The piper shook his head. "It is you I have come to help, Drac. This one is an enemy. He would stop us if he could." He spoke, not in Hungarian, but in a language that Vlad knew, but was rusty with disuse. A language that Vlad had not heard spoken in more than ten years.

Vlad stopped, eyes wide. Drac? He remembered the term. Some people had called his father that. The peasants and the tradesmen in the small villages.

"No time to explain now. We need to get away."

"Who are you?" asked Vlad warily. This made no sense. He should run back to the countess now. Yet… the music called to him. Told him he was right to trust this odd man. It felt right, in a way that his flight had not.

"A friend." The piper grinned. "You might say we share some of the same blood." He laughed. It was a strangely infectious laugh. "And now we must flee."

Vlad wavered, torn between the appeal of the man and his native language, and caution. His instincts said to trust the man, in a way they had not with his angelic-looking rescuer, even if logic said otherwise. The piping had unleashed something strange in him. Something deep and powerful.

"Is there danger?" he asked. "And what about the countess? Should we not try and rescue her too?"

For an answer the piper raised the pipe to his lips again and played a brief trill. "It is you they want, Drac. They will chase you. She is safe."

His Vlachs must be more rusty than he had been realized. The man must be referring to the enormous creatures that had driven off the horses.

Well, if he could act as a decoy and draw the pursuit away from his rescuer, that was plainly his duty. It was only the dwarf, and the way that the stranger had treated him, that gave him pause. He still had his boot planted on the dwarf's back, holding him down in the mud.

He stepped uneasily forward. Ficzko kicked out viciously-at Vlad. "I'll kill you!" he yelled, and he was definitely yelling at Vlad rather than at the man who might a gypsy. Vlad was confused. The dwarf must be a traitor!

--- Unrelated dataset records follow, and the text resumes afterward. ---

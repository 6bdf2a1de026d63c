//! Dynamics and gain stages
//!
//! Leveler and compressor track signal level across blocks; limiter, master
//! volume and the hard clip are stateless per-sample transforms.

use super::{Stage, EFFECT_EPSILON};
use crate::domain::audio::{db_to_gain, ChannelLayout};
use crate::domain::params::EffectParameters;

// ============================================================================
// VOLUME LEVELER
// ============================================================================

/// RMS-driven automatic gain
///
/// Tracks block RMS with heavy exponential smoothing and blends toward the
/// gain that would bring it to [`VolumeLeveler::TARGET_RMS`]. The gain is
/// ramped across each block to avoid zipper noise.
#[derive(Debug, Clone)]
pub struct VolumeLeveler {
    smoothed_rms: f32,
    gain: f32,
}

impl Default for VolumeLeveler {
    fn default() -> Self {
        Self::new()
    }
}

impl VolumeLeveler {
    /// Target RMS (about -14 dBFS)
    pub const TARGET_RMS: f32 = 0.2;
    pub const MIN_GAIN: f32 = 0.1;
    pub const MAX_GAIN: f32 = 4.0;
    const SMOOTHING: f32 = 0.99;
    // Below this the signal is treated as silence and the gain is frozen
    const SILENCE_RMS: f32 = 1e-4;

    pub fn new() -> Self {
        Self {
            smoothed_rms: 0.0,
            gain: 1.0,
        }
    }

    pub fn gain(&self) -> f32 {
        self.gain
    }

    pub fn smoothed_rms(&self) -> f32 {
        self.smoothed_rms
    }
}

impl Stage for VolumeLeveler {
    fn is_active(&self, params: &EffectParameters, _layout: ChannelLayout) -> bool {
        params.volume_leveler() > EFFECT_EPSILON
    }

    fn process(&mut self, buffer: &mut [f32], layout: ChannelLayout, params: &EffectParameters) {
        let strength = params.volume_leveler();
        let rms = (buffer.iter().map(|s| s * s).sum::<f32>() / buffer.len() as f32).sqrt();

        // The first measurement seeds the tracker instead of easing up from zero
        self.smoothed_rms = if self.smoothed_rms == 0.0 {
            rms
        } else {
            Self::SMOOTHING * self.smoothed_rms + (1.0 - Self::SMOOTHING) * rms
        };
        if self.smoothed_rms < Self::SILENCE_RMS {
            return;
        }

        let target = (Self::TARGET_RMS / self.smoothed_rms).clamp(Self::MIN_GAIN, Self::MAX_GAIN);
        let desired = 1.0 + (target - 1.0) * strength;

        let frames = buffer.len() / layout.count();
        let step = (desired - self.gain) / frames as f32;
        let mut gain = self.gain;
        for frame in buffer.chunks_exact_mut(layout.count()) {
            gain += step;
            frame.iter_mut().for_each(|s| *s *= gain);
        }
        self.gain = desired;
    }

    fn reset(&mut self) {
        self.smoothed_rms = 0.0;
        self.gain = 1.0;
    }

    fn name(&self) -> &str {
        "VolumeLeveler"
    }
}

// ============================================================================
// COMPRESSOR
// ============================================================================

/// Compressor settings derived from the single strength control
#[derive(Debug, Clone, Copy, PartialEq)]
pub struct CompressorCurve {
    pub threshold_db: f32,
    pub ratio: f32,
    pub attack_sec: f32,
    pub release_sec: f32,
}

impl CompressorCurve {
    /// Map strength 0..1 onto threshold -10..-20 dB and ratio 1:1..8:1
    pub fn from_strength(strength: f32) -> Self {
        let strength = strength.clamp(0.0, 1.0);
        Self {
            threshold_db: -10.0 - 10.0 * strength,
            ratio: 1.0 + 7.0 * strength,
            attack_sec: 0.020 - 0.015 * strength,
            release_sec: 0.200 - 0.100 * strength,
        }
    }
}

/// Peak-detecting, channel-linked compressor
///
/// One envelope follows the loudest channel of each frame and the resulting
/// gain reduction is applied to every channel, preserving the stereo image.
#[derive(Debug, Clone)]
pub struct Compressor {
    sample_rate: f32,
    envelope: f32,
}

impl Compressor {
    pub fn new(sample_rate: u32) -> Self {
        Self {
            sample_rate: sample_rate as f32,
            envelope: 0.0,
        }
    }

    pub fn envelope(&self) -> f32 {
        self.envelope
    }

    /// Linear gain for an envelope level: `(env / thr)^(1/ratio - 1)` above threshold
    #[inline]
    pub fn gain_for(envelope: f32, threshold: f32, ratio: f32) -> f32 {
        if envelope <= threshold {
            1.0
        } else {
            (envelope / threshold).powf(1.0 / ratio - 1.0)
        }
    }
}

impl Stage for Compressor {
    fn is_active(&self, params: &EffectParameters, _layout: ChannelLayout) -> bool {
        params.compressor_strength() > EFFECT_EPSILON
    }

    fn process(&mut self, buffer: &mut [f32], layout: ChannelLayout, params: &EffectParameters) {
        let curve = CompressorCurve::from_strength(params.compressor_strength());
        let threshold = db_to_gain(curve.threshold_db);
        let attack = (-1.0 / (curve.attack_sec * self.sample_rate)).exp();
        let release = (-1.0 / (curve.release_sec * self.sample_rate)).exp();

        for frame in buffer.chunks_exact_mut(layout.count()) {
            let peak = frame.iter().fold(0.0_f32, |acc, s| acc.max(s.abs()));
            let coeff = if peak > self.envelope { attack } else { release };
            self.envelope = coeff * self.envelope + (1.0 - coeff) * peak;

            let gain = Self::gain_for(self.envelope, threshold, curve.ratio);
            frame.iter_mut().for_each(|s| *s *= gain);
        }
    }

    fn reset(&mut self) {
        self.envelope = 0.0;
    }

    fn name(&self) -> &str {
        "Compressor"
    }
}

// ============================================================================
// LOUDNESS MAKEUP
// ============================================================================

/// Post-compression makeup gain, up to x2.5
#[derive(Debug, Clone, Default)]
pub struct LoudnessMakeup;

impl LoudnessMakeup {
    pub const MAX_EXTRA_GAIN: f32 = 1.5;

    pub fn new() -> Self {
        Self
    }
}

impl Stage for LoudnessMakeup {
    fn is_active(&self, params: &EffectParameters, _layout: ChannelLayout) -> bool {
        params.loudness_gain() > EFFECT_EPSILON
    }

    fn process(&mut self, buffer: &mut [f32], _layout: ChannelLayout, params: &EffectParameters) {
        let gain = 1.0 + params.loudness_gain() * Self::MAX_EXTRA_GAIN;
        buffer.iter_mut().for_each(|s| *s *= gain);
    }

    fn reset(&mut self) {}

    fn name(&self) -> &str {
        "LoudnessMakeup"
    }
}

// ============================================================================
// LIMITER
// ============================================================================

/// Soft tanh limiter
///
/// Samples at or below the ceiling pass untouched. Anything above it is
/// folded through `ceiling * tanh(x / ceiling)`, which stays under the
/// ceiling however hot the input. A ceiling of 1.0 disables the stage and
/// leaves the hard clip as the only safety net.
#[derive(Debug, Clone, Default)]
pub struct Limiter;

impl Limiter {
    pub fn new() -> Self {
        Self
    }

    #[inline]
    pub fn limit(sample: f32, ceiling: f32) -> f32 {
        let magnitude = sample.abs();
        if magnitude <= ceiling {
            return sample;
        }
        (ceiling * (magnitude / ceiling).tanh()).copysign(sample)
    }
}

impl Stage for Limiter {
    fn is_active(&self, params: &EffectParameters, _layout: ChannelLayout) -> bool {
        params.limiter_ceiling() < 1.0 - 1e-3
    }

    fn process(&mut self, buffer: &mut [f32], _layout: ChannelLayout, params: &EffectParameters) {
        let ceiling = params.limiter_ceiling();
        buffer.iter_mut().for_each(|s| *s = Self::limit(*s, ceiling));
    }

    fn reset(&mut self) {}

    fn name(&self) -> &str {
        "Limiter"
    }
}

// ============================================================================
// MASTER VOLUME & HARD CLIP
// ============================================================================

/// Linear master gain
#[derive(Debug, Clone, Default)]
pub struct MasterVolume;

impl MasterVolume {
    pub fn new() -> Self {
        Self
    }
}

impl Stage for MasterVolume {
    fn is_active(&self, params: &EffectParameters, _layout: ChannelLayout) -> bool {
        (params.volume() - 1.0).abs() > 0.001
    }

    fn process(&mut self, buffer: &mut [f32], _layout: ChannelLayout, params: &EffectParameters) {
        let volume = params.volume();
        buffer.iter_mut().for_each(|s| *s *= volume);
    }

    fn reset(&mut self) {}

    fn name(&self) -> &str {
        "MasterVolume"
    }
}

/// Final clamp to [-1, 1]; non-finite samples are flushed to silence
#[derive(Debug, Clone, Default)]
pub struct HardClip;

impl HardClip {
    pub fn new() -> Self {
        Self
    }

    #[inline]
    pub fn clip(sample: f32) -> f32 {
        if sample.is_finite() {
            sample.clamp(-1.0, 1.0)
        } else {
            0.0
        }
    }
}

impl Stage for HardClip {
    fn is_active(&self, _params: &EffectParameters, _layout: ChannelLayout) -> bool {
        true
    }

    fn process(&mut self, buffer: &mut [f32], _layout: ChannelLayout, _params: &EffectParameters) {
        buffer.iter_mut().for_each(|s| *s = Self::clip(*s));
    }

    fn reset(&mut self) {}

    fn name(&self) -> &str {
        "HardClip"
    }
}
//! End-to-end tests for the Euphoriae engine

#[cfg(test)]
mod engine_integration;
impl EffectParameters {
    /// Create a store holding every default value
    pub fn new() -> Self {
        let strength = || AtomicF32::new(ranges::STRENGTH.default);
        Self {
            volume: AtomicF32::new(ranges::VOLUME.default),
            bass_boost: strength(),
            virtualizer: strength(),
            clarity: strength(),
            tube_warmth: strength(),
            spectrum_extension: strength(),
            treble_boost: strength(),
            volume_leveler: strength(),
            compressor_strength: strength(),
            loudness_gain: strength(),
            surround_3d: strength(),
            room_size: strength(),
            surround_level: strength(),
            channel_separation: AtomicF32::new(ranges::CHANNEL_SEPARATION.default),
            equalizer_bands: std::array::from_fn(|_| AtomicF32::new(ranges::EQ_BAND_DB.default)),
            limiter_ceiling: AtomicF32::new(ranges::LIMITER_CEILING.default),
            stereo_balance: AtomicF32::new(ranges::STEREO_BALANCE.default),
            reverb_preset: AtomicU8::new(ReverbPreset::Off as u8),
            reverb_wet_mix: AtomicF32::new(ranges::REVERB_WET_MIX.default),
            tempo: AtomicF32::new(ranges::TEMPO.default),
            pitch_semitones: AtomicF32::new(ranges::PITCH_SEMITONES.default),
            headphone_type: AtomicU8::new(HeadphoneType::Generic as u8),
            surround_mode: AtomicU8::new(SurroundMode::Off as u8),
            headphone_surround: AtomicBool::new(false),
        }
    }

    #[inline]
    fn store(cell: &AtomicF32, range: ParamRange, value: f32) -> f32 {
        let clamped = range.clamp(value);
        cell.store(clamped, Ordering::Relaxed);
        clamped
    }

    // ---- Basic effects -----------------------------------------------------

    pub fn set_volume(&self, volume: f32) {
        let v = Self::store(&self.volume, ranges::VOLUME, volume);
        debug!("Volume set to: {:.2}", v);
    }

    pub fn volume(&self) -> f32 {
        self.volume.load(Ordering::Relaxed)
    }

    pub fn set_bass_boost(&self, strength: f32) {
        let v = Self::store(&self.bass_boost, ranges::STRENGTH, strength);
        debug!("Bass boost set to: {:.2}", v);
    }

    pub fn bass_boost(&self) -> f32 {
        self.bass_boost.load(Ordering::Relaxed)
    }

    pub fn set_virtualizer(&self, strength: f32) {
        let v = Self::store(&self.virtualizer, ranges::STRENGTH, strength);
        debug!("Virtualizer set to: {:.2}", v);
    }

    pub fn virtualizer(&self) -> f32 {
        self.virtualizer.load(Ordering::Relaxed)
    }

    /// Set one equalizer band; out-of-range band indices are ignored
    pub fn set_equalizer_band(&self, band: i32, gain_db: f32) {
        if let Some(cell) = usize::try_from(band)
            .ok()
            .and_then(|b| self.equalizer_bands.get(b))
        {
            let v = Self::store(cell, ranges::EQ_BAND_DB, gain_db);
            debug!("EQ band {} set to: {:.2} dB", band, v);
        }
    }

    /// Gain of one equalizer band in dB (0.0 for unknown bands)
    pub fn equalizer_band(&self, band: i32) -> f32 {
        usize::try_from(band)
            .ok()
            .and_then(|b| self.equalizer_bands.get(b))
            .map(|cell| cell.load(Ordering::Relaxed))
            .unwrap_or(ranges::EQ_BAND_DB.default)
    }

    /// Snapshot of all band gains, read band by band
    pub fn equalizer_bands(&self) -> [f32; EQ_BAND_COUNT] {
        std::array::from_fn(|i| self.equalizer_bands[i].load(Ordering::Relaxed))
    }

    // ---- Tone ----------------------------------------------------------------

    pub fn set_clarity(&self, level: f32) {
        let v = Self::store(&self.clarity, ranges::STRENGTH, level);
        debug!("Clarity set to: {:.2}", v);
    }

    pub fn clarity(&self) -> f32 {
        self.clarity.load(Ordering::Relaxed)
    }

    pub fn set_tube_warmth(&self, warmth: f32) {
        let v = Self::store(&self.tube_warmth, ranges::STRENGTH, warmth);
        debug!("Tube warmth set to: {:.2}", v);
    }

    pub fn tube_warmth(&self) -> f32 {
        self.tube_warmth.load(Ordering::Relaxed)
    }

    pub fn set_spectrum_extension(&self, level: f32) {
        let v = Self::store(&self.spectrum_extension, ranges::STRENGTH, level);
        debug!("Spectrum extension set to: {:.2}", v);
    }

    pub fn spectrum_extension(&self) -> f32 {
        self.spectrum_extension.load(Ordering::Relaxed)
    }

    pub fn set_treble_boost(&self, level: f32) {
        let v = Self::store(&self.treble_boost, ranges::STRENGTH, level);
        debug!("Treble boost set to: {:.2}", v);
    }

    pub fn treble_boost(&self) -> f32 {
        self.treble_boost.load(Ordering::Relaxed)
    }

    // ---- Dynamics ------------------------------------------------------------

    pub fn set_volume_leveler(&self, level: f32) {
        let v = Self::store(&self.volume_leveler, ranges::STRENGTH, level);
        debug!("Volume leveler set to: {:.2}", v);
    }

    pub fn volume_leveler(&self) -> f32 {
        self.volume_leveler.load(Ordering::Relaxed)
    }

    pub fn set_compressor_strength(&self, strength: f32) {
        let v = Self::store(&self.compressor_strength, ranges::STRENGTH, strength);
        debug!("Compressor strength set to: {:.2}", v);
    }

    pub fn compressor_strength(&self) -> f32 {
        self.compressor_strength.load(Ordering::Relaxed)
    }

    pub fn set_loudness_gain(&self, gain: f32) {
        let v = Self::store(&self.loudness_gain, ranges::STRENGTH, gain);
        debug!("Loudness gain set to: {:.2}", v);
    }

    pub fn loudness_gain(&self) -> f32 {
        self.loudness_gain.load(Ordering::Relaxed)
    }

    pub fn set_limiter_ceiling(&self, ceiling: f32) {
        let v = Self::store(&self.limiter_ceiling, ranges::LIMITER_CEILING, ceiling);
        debug!("Limiter ceiling set to: {:.2}", v);
    }

    pub fn limiter_ceiling(&self) -> f32 {
        self.limiter_ceiling.load(Ordering::Relaxed)
    }

    // ---- Reverb --------------------------------------------------------------

    pub fn set_reverb(&self, preset: ReverbPreset, wet_mix: f32) {
        self.reverb_preset.store(preset as u8, Ordering::Relaxed);
        let v = Self::store(&self.reverb_wet_mix, ranges::REVERB_WET_MIX, wet_mix);
        debug!("Reverb set to: {:?} wet={:.2}", preset, v);
    }

    pub fn set_reverb_preset(&self, preset: ReverbPreset) {
        self.reverb_preset.store(preset as u8, Ordering::Relaxed);
        debug!("Reverb preset set to: {:?}", preset);
    }

    pub fn reverb_preset(&self) -> ReverbPreset {
        ReverbPreset::from_index(i32::from(self.reverb_preset.load(Ordering::Relaxed)))
    }

    pub fn set_reverb_wet_mix(&self, wet_mix: f32) {
        let v = Self::store(&self.reverb_wet_mix, ranges::REVERB_WET_MIX, wet_mix);
        debug!("Reverb wet mix set to: {:.2}", v);
    }

    pub fn reverb_wet_mix(&self) -> f32 {
        self.reverb_wet_mix.load(Ordering::Relaxed)
    }

    // ---- Surround & stereo -------------------------------------------------

    pub fn set_surround_3d(&self, depth: f32) {
        let v = Self::store(&self.surround_3d, ranges::STRENGTH, depth);
        debug!("3D surround set to: {:.2}", v);
    }

    pub fn surround_3d(&self) -> f32 {
        self.surround_3d.load(Ordering::Relaxed)
    }

    pub fn set_room_size(&self, size: f32) {
        let v = Self::store(&self.room_size, ranges::STRENGTH, size);
        debug!("Room size set to: {:.2}", v);
    }

    pub fn room_size(&self) -> f32 {
        self.room_size.load(Ordering::Relaxed)
    }

    pub fn set_surround_level(&self, level: f32) {
        let v = Self::store(&self.surround_level, ranges::STRENGTH, level);
        debug!("Surround level set to: {:.2}", v);
    }

    pub fn surround_level(&self) -> f32 {
        self.surround_level.load(Ordering::Relaxed)
    }

    pub fn set_headphone_surround(&self, enabled: bool) {
        self.headphone_surround.store(enabled, Ordering::Relaxed);
        debug!("Headphone surround set to: {}", enabled);
    }

    pub fn headphone_surround(&self) -> bool {
        self.headphone_surround.load(Ordering::Relaxed)
    }

    pub fn set_headphone_type(&self, headphone: HeadphoneType) {
        self.headphone_type.store(headphone as u8, Ordering::Relaxed);
        debug!("Headphone type set to: {:?}", headphone);
    }

    pub fn headphone_type(&self) -> HeadphoneType {
        HeadphoneType::from_index(i32::from(self.headphone_type.load(Ordering::Relaxed)))
    }

    /// Select a surround mode and bulk-write the surround parameters it implies
    ///
    /// The writes are individually atomic; a concurrent block may see a mix
    /// of old and new surround values for one buffer.
    pub fn set_surround_mode(&self, mode: SurroundMode) {
        let preset = mode.preset();
        self.surround_mode.store(mode as u8, Ordering::Relaxed);
        self.surround_3d.store(preset.surround_3d, Ordering::Relaxed);
        self.room_size.store(preset.room_size, Ordering::Relaxed);
        self.surround_level.store(preset.surround_level, Ordering::Relaxed);
        self.headphone_surround
            .store(preset.headphone_surround, Ordering::Relaxed);
        debug!("Surround mode set to: {:?}", mode);
    }

    pub fn surround_mode(&self) -> SurroundMode {
        SurroundMode::from_index(i32::from(self.surround_mode.load(Ordering::Relaxed)))
    }

    pub fn set_stereo_balance(&self, balance: f32) {
        let v = Self::store(&self.stereo_balance, ranges::STEREO_BALANCE, balance);
        debug!("Stereo balance set to: {:.2}", v);
    }

    pub fn stereo_balance(&self) -> f32 {
        self.stereo_balance.load(Ordering::Relaxed)
    }

    pub fn set_channel_separation(&self, separation: f32) {
        let v = Self::store(&self.channel_separation, ranges::CHANNEL_SEPARATION, separation);
        debug!("Channel separation set to: {:.2}", v);
    }

    pub fn channel_separation(&self) -> f32 {
        self.channel_separation.load(Ordering::Relaxed)
    }

    // ---- Tempo / pitch -----------------------------------------------------

    pub fn set_tempo(&self, tempo: f32) {
        let v = Self::store(&self.tempo, ranges::TEMPO, tempo);
        debug!("Tempo set to: {:.2}", v);
    }

    pub fn tempo(&self) -> f32 {
        self.tempo.load(Ordering::Relaxed)
    }

    pub fn set_pitch_semitones(&self, semitones: f32) {
        let v = Self::store(&self.pitch_semitones, ranges::PITCH_SEMITONES, semitones);
        debug!("Pitch set to: {:.2} semitones", v);
    }

    pub fn pitch_semitones(&self) -> f32 {
        self.pitch_semitones.load(Ordering::Relaxed)
    }

    /// Pitch ratio derived from the semitone offset
    pub fn pitch_ratio(&self) -> f32 {
        crate::domain::audio::semitones_to_ratio(self.pitch_semitones())
    }
}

"Clearly one of your enemies, Drac. We will leave our little foe here," said the stranger, putting the pipe into one of his many pockets. He leaned down, took the dwarf by the scruff of his doublet and deposited him into an empty horse trough. He flung him quite hard. Ficzko lay there and groaned.

The gypsy took Vlad by the elbow, and led him around the corner. Two horses were tethered there.

"You don't think that we should rather go back and rescue the countess?" asked Vlad.

The gypsy shook his head. "Trust me, Drac." He looked very earnest. "I swear by the blood of the old one, if you do not flee with me now, you will be kept a prisoner and die, probably very slowly. And your people need you. Your land needs you. But we must ride now. We will never have this chance again. You will be much more closely guarded, if we fail."

Out of his distant past, Vlad plucked a memory of his mother protesting to his father about the gypsies camping at the foot of the cliff below Poeinari. And his father saying that they might be thieves and rogues but the sons of the Dragon could trust them, even when they could trust no one else.